#### How to complete this task
Return all the entries below exactly as they were given.

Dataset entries
=== Section Start ===
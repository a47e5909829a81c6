//! Shared HTTP building blocks

pub mod validated_json;

pub use validated_json::ValidatedJson;

use serde::{Deserialize, Serialize};
use utoipa::ToSchema;

/// Plain confirmation body, e.g. after a delete.
#[derive(Debug, Serialize, Deserialize, ToSchema)]
pub struct MessageResponse {
    pub message: String,
}

impl MessageResponse {
    pub fn new(message: impl Into<String>) -> Self {
        Self {
            message: message.into(),
        }
    }
}
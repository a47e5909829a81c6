//! Sensor data handler

use std::sync::Arc;

use axum::extract::rejection::QueryRejection;
use axum::extract::{Query, State};
use axum::Json;

use super::dto::{ChannelDto, DataQuery, DataResponse};
use crate::application::TelemetryService;
use crate::interfaces::http::error::{ApiError, ApiResult};

#[derive(Clone)]
pub struct DataState {
    pub telemetry: Arc<TelemetryService>,
    pub channel: ChannelDto,
}

#[utoipa::path(
    get,
    path = "/api/data",
    tag = "Telemetry",
    params(DataQuery),
    responses(
        (status = 200, description = "Latest readings, oldest first", body = DataResponse),
        (status = 400, description = "Invalid limit or date", body = crate::interfaces::http::error::ErrorBody),
        (status = 500, description = "Store unavailable", body = crate::interfaces::http::error::ErrorBody)
    )
)]
pub async fn get_sensor_data(
    State(state): State<DataState>,
    query: Result<Query<DataQuery>, QueryRejection>,
) -> ApiResult<Json<DataResponse>> {
    let Query(query) = query.map_err(|e| ApiError::bad_request(e.body_text()))?;
    let page = state.telemetry.query(query.into()).await?;
    Ok(Json(DataResponse::new(page, state.channel.clone())))
}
=== Section End ===
#### Answer section
repository a47e5909829a81c6
//! Shared HTTP building blocks

pub mod validated_json;

pub use validated_json::ValidatedJson;

use serde::{Deserialize, Serialize};
use utoipa::ToSchema;

/// Plain confirmation body, e.g. after a delete.
#[derive(Debug, Serialize, Deserialize, ToSchema)]
pub struct MessageResponse {
    pub message: String,
}

impl MessageResponse {
    pub fn new(message: impl Into<String>) -> Self {
        Self {
            message: message.into(),
        }
    }
}
repository a47e5909829a81c6
//! Sensor data handler

use std::sync::Arc;

use axum::extract::rejection::QueryRejection;
use axum::extract::{Query, State};
use axum::Json;

use super::dto::{ChannelDto, DataQuery, DataResponse};
use crate::application::TelemetryService;
use crate::interfaces::http::error::{ApiError, ApiResult};

#[derive(Clone)]
pub struct DataState {
    pub telemetry: Arc<TelemetryService>,
    pub channel: ChannelDto,
}

#[utoipa::path(
    get,
    path = "/api/data",
    tag = "Telemetry",
    params(DataQuery),
    responses(
        (status = 200, description = "Latest readings, oldest first", body = DataResponse),
        (status = 400, description = "Invalid limit or date", body = crate::interfaces::http::error::ErrorBody),
        (status = 500, description = "Store unavailable", body = crate::interfaces::http::error::ErrorBody)
    )
)]
pub async fn get_sensor_data(
    State(state): State<DataState>,
    query: Result<Query<DataQuery>, QueryRejection>,
) -> ApiResult<Json<DataResponse>> {
    let Query(query) = query.map_err(|e| ApiError::bad_request(e.body_text()))?;
    let page = state.telemetry.query(query.into()).await?;
    Ok(Json(DataResponse::new(page, state.channel.clone())))
}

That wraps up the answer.